The recent explosion of the availability of genome-wide data has also let to a vast increase in bioinformatics research and tool development. Bioinformatics is becoming a cornerstone for modern biology, especially in fields such as genomics. It is thus crucial to for biologist and computer scientists interested in biology to understand the basic ideas and to learn fundamental bioinformatics techniques. Emphasis will be given to not only provide understanding of existing tools but also to provide understanding of underlying statistical and algorithmic principles such that students will be able to solve new problems in creative ways.
This course is one of three courses currently offered by the center for competitive functional genomics as a joint venture between Courant and the biology dept. This course will focus on sequence based methods for aligning proteins and finding small functional sequence motifs (TF binding, microRNA binding sites, etc.), phylogeny (building species trees, phylogenetic footprinting, etc.) and finally (if we have time) methods for modeling metabolic flux that scale to very large networks.
My goals are to get as many of you to understand this stuff, and I'm going to place a bigger emphasis on getting the class to understand this as a whole (and on building a shared foundation) than on covering every last bit of current systems biology. Thus we'll assume very little knowledge going into the class and build a common framework. We start with biological sequence analysis as this gives us a principled and well developed place to start. Feedback from you is very important.

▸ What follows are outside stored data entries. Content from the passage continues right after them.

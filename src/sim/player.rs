//! Player lifecycle: movement, bounds, size changes, death and respawn

use glam::IVec2;

use super::state::{MoveIntent, Player};
use crate::consts::*;

/// Move one step per held direction, doubled while a speed boost runs.
/// Dead players don't move.
pub fn apply_movement(player: &mut Player, intent: MoveIntent, now: u64) {
    player.intent = intent;
    if !player.alive {
        return;
    }

    let step = if player.is_speed_boosted(now) {
        PLAYER_STEP * SPEED_BOOST_FACTOR
    } else {
        PLAYER_STEP
    };
    player.pos += intent.direction() * step;
}

/// Keep a live player fully inside the arena
pub fn clamp_to_arena(player: &mut Player) {
    if !player.alive {
        return;
    }
    player.pos = clamp_square(player.pos, player.size);
}

/// Clamp a square's top-left so the whole square lies in the arena
pub fn clamp_square(pos: IVec2, size: i32) -> IVec2 {
    let max = IVec2::new(ARENA_WIDTH - size, ARENA_HEIGHT - size).max(IVec2::ZERO);
    pos.clamp(IVec2::ZERO, max)
}

pub fn grow(player: &mut Player, delta: i32) {
    player.size = (player.size + delta).min(MAX_PLAYER_SIZE);
}

/// Shrinking never goes below `MIN_PLAYER_SIZE`
pub fn shrink(player: &mut Player, delta: i32) {
    player.size = (player.size - delta).max(MIN_PLAYER_SIZE);
}

/// Remove a player from play immediately
pub fn kill(player: &mut Player, now: u64) {
    player.alive = false;
    player.died_at = Some(now);
    player.pos = IVec2::new(OFFSCREEN_SENTINEL.0, OFFSCREEN_SENTINEL.1);
}

/// Bring a dead player back once the respawn delay has strictly passed.
/// Returns true if the player respawned.
pub fn try_respawn(player: &mut Player, now: u64) -> bool {
    if player.alive {
        return false;
    }
    let died_at = player.died_at.unwrap_or(0);
    if now.saturating_sub(died_at) <= PLAYER_RESPAWN_MS {
        return false;
    }

    player.alive = true;
    player.size = RESPAWN_SIZE;
    player.pos = clamp_square(player.spawn_point, player.size);
    player.speed_boost = None;
    player.shield = None;
    true
}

Biologists with little CS background should take this class.
CS grad students with little Biology should take this class.
Structure of Lectures
Each lecture will adhere roughly to:
- 11:45 - 12:15: math intro for day's topic
- 12:15 - 1:05: lecture on day's method
- 1:05 - 1:15 : break
- 1:15 - 1:45 : discussion
Each lecture one or more of the people taking the course for credit will be charged with leading the discussion and posting a written copy of their notes for that days lecture and discussion. Each person will only have to do this once, and depending on attendance, multiple people may share a day.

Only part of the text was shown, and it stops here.